New research says all the language in your head takes up as much space as a picture would on a hard drive — about 1.5 megabytes.
A team of researchers from the University of Rochester and the University of California estimates that all the data your brain needs to encode language — at least in the case of English — only adds up to around 1.5 megabytes. The team reached this figure by applying information theory to add up the amount of data needed to store the various parts of the English language.
Quick download
We learn how to speak by listening to those around us as infants. We don’t yet have a clear idea of how this process takes place, but we do know that it’s not a simple case of storing words alongside their definitions as you’d see in a dictionary. This is suggested by the way our minds handle words and concepts — for example, by forming associative clues between the concept of flight and the words “bird,” “wing,” or even “robin.” Our brains also store the pronunciation of words, how to physically create the sound as we speak, or how words interact with and are used with other words.
In an effort to map out how much ‘space’ this information takes up in our brain, the authors worked to convert all of the ways our brain might store a language into data amounts. To do so, they turned to information theory, a branch of mathematics that deals with how information is encoded via sequences of symbols.
The researchers assigned a quantifiable size estimate to each aspect of English. They began with phonemes — the sounds that make up spoken words — noting that humans use approximately 50 phonemes. Each phoneme, they estimate, would take around 15 bits to store.
Next came vocabulary. They used 40,000 as an average number of words an average person would know, which would translate into 400,000 bits of data. Word frequency is also an important element in speech, one which the team estimated would take around 80,000 bits to ‘code’ in our brains. Syntax rules were allocated another 700 bits.
Semantics for those 40,000 words was the single largest contributor to size the team factored in: roughly 12 million bits. Semantics, boiled down, is the link between a word or a symbol and its meaning. The sounds that made up the words themselves were logged under ‘vocabulary’, and this category basically represents the brain’s database of the meaning those sounds convey.
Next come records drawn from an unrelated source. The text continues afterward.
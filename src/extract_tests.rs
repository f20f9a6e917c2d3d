//! Tests for archive extraction.

use super::*;
use crate::test_utils::{borrow_entries, release_entries, utf8_tempdir, write_tar_gz, write_zip};
use rstest::rstest;

fn release_archive(dir: &Utf8Path, format: ArchiveFormat) -> ArchiveHandle {
    let path = dir.join(format!("release.{}", format.extension()));
    let entries = release_entries("processwire-master");
    match format {
        ArchiveFormat::Zip => write_zip(&path, &borrow_entries(&entries)),
        ArchiveFormat::TarGz => write_tar_gz(&path, &borrow_entries(&entries)),
    }
    ArchiveHandle::new(path, format)
}

#[rstest]
#[case::zip(ArchiveFormat::Zip)]
#[case::tar_gz(ArchiveFormat::TarGz)]
fn strips_single_root_directory(#[case] format: ArchiveFormat) {
    let (_guard, dir) = utf8_tempdir();
    let handle = release_archive(&dir, format);
    let destination = dir.join("site");

    NativeExtractor
        .extract(&handle, &destination, true)
        .expect("extraction succeeds");

    assert!(destination.join("index.php").is_file());
    assert!(destination.join("wire/core/ProcessWire.php").is_file());
    assert!(destination.join("site-blank/install/install.sql").is_file());
    assert!(!destination.join("processwire-master").exists());
}

#[rstest]
#[case::zip(ArchiveFormat::Zip)]
#[case::tar_gz(ArchiveFormat::TarGz)]
fn keeps_root_when_not_stripping(#[case] format: ArchiveFormat) {
    let (_guard, dir) = utf8_tempdir();
    let handle = release_archive(&dir, format);
    let destination = dir.join("site");

    NativeExtractor
        .extract(&handle, &destination, false)
        .expect("extraction succeeds");

    assert!(destination.join("processwire-master/index.php").is_file());
}

#[test]
fn several_top_level_entries_are_kept_as_is() {
    let (_guard, dir) = utf8_tempdir();
    let path = dir.join("flat.zip");
    write_zip(
        &path,
        &[("a/one.txt", b"1".as_slice()), ("b/two.txt", b"2".as_slice())],
    );
    let destination = dir.join("out");

    NativeExtractor
        .extract(&ArchiveHandle::new(path, ArchiveFormat::Zip), &destination, true)
        .expect("extraction succeeds");

    assert!(destination.join("a/one.txt").is_file());
    assert!(destination.join("b/two.txt").is_file());
}

#[rstest]
#[case::zip(ArchiveFormat::Zip)]
#[case::tar_gz(ArchiveFormat::TarGz)]
fn zero_byte_archive_is_empty_and_destination_untouched(#[case] format: ArchiveFormat) {
    let (_guard, dir) = utf8_tempdir();
    let path = dir.join(format!("empty.{}", format.extension()));
    std::fs::write(&path, b"").expect("write empty file");
    let destination = dir.join("site");

    let err = NativeExtractor
        .extract(&ArchiveHandle::new(path, format), &destination, true)
        .expect_err("empty archive");

    assert!(matches!(err, ExtractionError::Empty { .. }));
    assert!(!destination.exists());
}

#[test]
fn archive_without_entries_is_empty() {
    let (_guard, dir) = utf8_tempdir();
    let path = dir.join("none.zip");
    write_zip(&path, &[]);

    let err = NativeExtractor
        .extract(&ArchiveHandle::new(path, ArchiveFormat::Zip), &dir.join("out"), true)
        .expect_err("no entries");

    assert!(matches!(err, ExtractionError::Empty { .. }));
}

#[rstest]
#[case::zip(ArchiveFormat::Zip)]
#[case::tar_gz(ArchiveFormat::TarGz)]
fn garbage_is_corrupted_and_destination_untouched(#[case] format: ArchiveFormat) {
    let (_guard, dir) = utf8_tempdir();
    let path = dir.join(format!("garbage.{}", format.extension()));
    std::fs::write(&path, b"<html>Not Found</html>").expect("write garbage");
    let destination = dir.join("site");

    let err = NativeExtractor
        .extract(&ArchiveHandle::new(path, format), &destination, true)
        .expect_err("corrupted archive");

    assert!(matches!(err, ExtractionError::Corrupted { .. }));
    assert!(!destination.exists());
}

#[test]
fn zip_slip_entries_fail() {
    let (_guard, dir) = utf8_tempdir();
    let path = dir.join("evil.zip");
    write_zip(&path, &[("../evil.txt", b"boom".as_slice())]);
    let destination = dir.join("site");

    let err = NativeExtractor
        .extract(&ArchiveHandle::new(path, ArchiveFormat::Zip), &destination, true)
        .expect_err("traversal rejected");

    assert!(matches!(err, ExtractionError::Failed { .. }));
    assert!(!dir.join("evil.txt").exists());
}

/// Write a tarball whose first entry is a symlink to `link_target`, followed
/// by a file written through that link.
fn write_linked_tar_gz(path: &Utf8Path, kind: tar::EntryType, link_target: &str) {
    let file = File::create(path).expect("create tarball");
    let encoder = flate2::write::GzEncoder::new(file, flate2::Compression::default());
    let mut builder = tar::Builder::new(encoder);

    let mut link = tar::Header::new_gnu();
    link.set_entry_type(kind);
    link.set_size(0);
    link.set_mode(0o777);
    builder
        .append_link(&mut link, "pkg/link", link_target)
        .expect("append link");

    let mut header = tar::Header::new_gnu();
    header.set_entry_type(tar::EntryType::Regular);
    header.set_size(4);
    header.set_mode(0o644);
    builder
        .append_data(&mut header, "pkg/link/escaped.txt", b"boom".as_slice())
        .expect("append file");

    builder
        .into_inner()
        .expect("finish tar")
        .finish()
        .expect("finish gzip");
}

#[rstest]
#[case::absolute_symlink(tar::EntryType::Symlink, true)]
#[case::parent_symlink(tar::EntryType::Symlink, false)]
#[case::hard_link(tar::EntryType::Link, true)]
fn tar_links_leaving_destination_fail(#[case] kind: tar::EntryType, #[case] absolute: bool) {
    let (_guard, dir) = utf8_tempdir();
    let outside = dir.join("outside");
    fs::create_dir_all(&outside).expect("create outside dir");
    let link_target = if absolute {
        outside.to_string()
    } else {
        "../../outside".to_owned()
    };
    let path = dir.join("evil.tar.gz");
    write_linked_tar_gz(&path, kind, &link_target);
    let destination = dir.join("site");

    let err = NativeExtractor
        .extract(&ArchiveHandle::new(path, ArchiveFormat::TarGz), &destination, false)
        .expect_err("link rejected");

    assert!(matches!(err, ExtractionError::Failed { .. }), "unexpected error: {err}");
    assert!(!outside.join("escaped.txt").exists());
}

#[cfg(unix)]
#[test]
fn tar_symlinks_inside_destination_are_kept() {
    let (_guard, dir) = utf8_tempdir();
    let path = dir.join("links.tar.gz");
    let file = File::create(&path).expect("create tarball");
    let encoder = flate2::write::GzEncoder::new(file, flate2::Compression::default());
    let mut builder = tar::Builder::new(encoder);
    let mut header = tar::Header::new_gnu();
    header.set_entry_type(tar::EntryType::Regular);
    header.set_size(5);
    header.set_mode(0o644);
    builder
        .append_data(&mut header, "pkg/index.php", b"<?php".as_slice())
        .expect("append file");
    let mut link = tar::Header::new_gnu();
    link.set_entry_type(tar::EntryType::Symlink);
    link.set_size(0);
    link.set_mode(0o777);
    builder
        .append_link(&mut link, "pkg/alias.php", "index.php")
        .expect("append link");
    builder
        .into_inner()
        .expect("finish tar")
        .finish()
        .expect("finish gzip");
    let destination = dir.join("site");

    NativeExtractor
        .extract(&ArchiveHandle::new(path, ArchiveFormat::TarGz), &destination, true)
        .expect("extraction succeeds");

    let alias = destination.join("alias.php");
    assert!(alias.is_symlink());
    assert_eq!(fs::read_to_string(alias).expect("read through link"), "<?php");
}

#[rstest]
#[case::parent_dir("../escape.txt")]
#[case::nested_parent("foo/../../escape.txt")]
#[case::absolute("/etc/passwd")]
fn rejects_path_traversal(#[case] bad_path: &str) {
    assert!(validate_entry_path(Path::new(bad_path)).is_err());
}

#[test]
fn accepts_normal_paths() {
    assert!(validate_entry_path(Path::new("wire/core/ProcessWire.php")).is_ok());
}

fn listed(entries: &[(&str, bool)]) -> Vec<ListedEntry> {
    entries
        .iter()
        .map(|(path, is_dir)| ListedEntry {
            path: PathBuf::from(path),
            is_dir: *is_dir,
        })
        .collect()
}

#[rstest]
#[case::shared(&[("root", true), ("root/a.txt", false)], Some("root"))]
#[case::implicit_dir(&[("root/a.txt", false), ("root/b/c.txt", false)], Some("root"))]
#[case::top_level_file(&[("root/a.txt", false), ("README", false)], None)]
#[case::two_roots(&[("a/x", false), ("b/y", false)], None)]
#[case::only_directory(&[("root", true)], None)]
fn detects_shared_root(#[case] entries: &[(&str, bool)], #[case] expected: Option<&str>) {
    let root = shared_root(&listed(entries));
    assert_eq!(root.as_deref().and_then(std::ffi::OsStr::to_str), expected);
}

#[cfg(unix)]
#[test]
fn zip_modes_are_restored() {
    use std::os::unix::fs::PermissionsExt;

    let (_guard, dir) = utf8_tempdir();
    let path = dir.join("modes.zip");
    {
        let mut writer = zip::ZipWriter::new(File::create(&path).expect("create zip"));
        let options = zip::write::SimpleFileOptions::default().unix_permissions(0o755);
        writer.start_file("tool/run.sh", options).expect("start file");
        std::io::Write::write_all(&mut writer, b"#!/bin/sh\n").expect("write");
        writer.finish().expect("finish");
    }
    let destination = dir.join("out");

    NativeExtractor
        .extract(&ArchiveHandle::new(path, ArchiveFormat::Zip), &destination, true)
        .expect("extraction succeeds");

    let mode = std::fs::metadata(destination.join("run.sh"))
        .expect("extracted file")
        .permissions()
        .mode();
    assert_eq!(mode & 0o777, 0o755);
}

#[cfg(unix)]
#[test]
fn unwritable_destination_is_a_permission_error() {
    use std::os::unix::fs::PermissionsExt;

    // Root bypasses permission bits.
    if unsafe { libc::geteuid() } == 0 {
        return;
    }

    let (_guard, dir) = utf8_tempdir();
    let handle = release_archive(&dir, ArchiveFormat::Zip);
    let locked = dir.join("locked");
    std::fs::create_dir(&locked).expect("create locked dir");
    std::fs::set_permissions(&locked, std::fs::Permissions::from_mode(0o555))
        .expect("lock directory");

    let result = NativeExtractor.extract(&handle, &locked.join("site"), true);

    std::fs::set_permissions(&locked, std::fs::Permissions::from_mode(0o755))
        .expect("unlock directory");
    assert!(matches!(result, Err(ExtractionError::Permission { .. })));
}
//! Archive formats and handles.

use camino::{Utf8Path, Utf8PathBuf};
use serde::Serialize;
use std::fmt;

/// Supported compressed container formats.
#[derive(Debug, Clone, Copy, PartialEq, Eq, Hash, Serialize)]
#[serde(rename_all = "snake_case")]
pub enum ArchiveFormat {
    /// ZIP container.
    Zip,
    /// Gzip-compressed tarball.
    TarGz,
}

impl ArchiveFormat {
    /// File extension written for staged downloads.
    #[must_use]
    pub const fn extension(self) -> &'static str {
        match self {
            Self::Zip => "zip",
            Self::TarGz => "tar.gz",
        }
    }

    /// Detect the format from a file name or URL path.
    ///
    /// # Examples
    ///
    /// ```
    /// use wirefetch::archive::ArchiveFormat;
    ///
    /// assert_eq!(ArchiveFormat::from_name("pw.zip"), Some(ArchiveFormat::Zip));
    /// assert_eq!(ArchiveFormat::from_name("https://x.test/a.tgz?dl=1"), Some(ArchiveFormat::TarGz));
    /// assert_eq!(ArchiveFormat::from_name("notes.txt"), None);
    /// ```
    #[must_use]
    pub fn from_name(name: &str) -> Option<Self> {
        let path = name.split(['?', '#']).next().unwrap_or_default();
        let lower = path.to_ascii_lowercase();
        if lower.ends_with(".zip") {
            Some(Self::Zip)
        } else if lower.ends_with(".tar.gz") || lower.ends_with(".tgz") {
            Some(Self::TarGz)
        } else {
            None
        }
    }

    /// Lower ranks compress better and are preferred.
    const fn rank(self) -> u8 {
        match self {
            Self::TarGz => 0,
            Self::Zip => 1,
        }
    }

    /// Pick the smallest available format among candidate URLs.
    ///
    /// Candidates whose format is not recognised are ignored; ties keep the
    /// first candidate.
    #[must_use]
    pub fn preferred(candidates: &[String]) -> Option<(&str, Self)> {
        candidates
            .iter()
            .filter_map(|url| Self::from_name(url).map(|format| (url.as_str(), format)))
            .min_by_key(|(_, format)| format.rank())
    }
}

impl fmt::Display for ArchiveFormat {
    fn fmt(&self, f: &mut fmt::Formatter<'_>) -> fmt::Result {
        f.write_str(self.extension())
    }
}

/// An archive on disk awaiting extraction.
#[derive(Debug, Clone, PartialEq, Eq)]
pub struct ArchiveHandle {
    source_path: Utf8PathBuf,
    format: ArchiveFormat,
}

impl ArchiveHandle {
    /// Wrap an archive at `source_path` with a known format.
    #[must_use]
    pub fn new(source_path: impl Into<Utf8PathBuf>, format: ArchiveFormat) -> Self {
        Self {
            source_path: source_path.into(),
            format,
        }
    }

    /// Wrap an archive whose format is implied by its file name.
    #[must_use]
    pub fn detect(source_path: &Utf8Path) -> Option<Self> {
        ArchiveFormat::from_name(source_path.as_str()).map(|format| Self::new(source_path, format))
    }

    /// Location of the archive.
    #[must_use]
    pub fn source_path(&self) -> &Utf8Path {
        &self.source_path
    }

    /// Container format.
    #[must_use]
    pub const fn format(&self) -> ArchiveFormat {
        self.format
    }
}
“It’s lexical semantics, which is the full meaning of a word. If I say ‘turkey’ to you, there’s information you know about a turkey. You can answer whether or not it can fly, whether it can walk,” says first author Frank Mollica at the University of Rochester in New York.
Adding it all up came to approximately 1.56 megabytes, which is surprisingly little. It’s barely enough to fill a floppy disk (the ‘save’ icon).
“I thought it would be much more,” Mollica agrees.
Keep in mind that these results are estimations. Furthermore, the team applied their estimation using only English as a subject language. The result should be useful as a ballpark idea of how much space language acquisition takes up in our brains, however. Mollica says that these numbers are broad enough estimates that they might carry over to other languages as well.
The paper “Humans store about 1.5 megabytes of information during language acquisition” has been published in the journal Royal Society Open Science.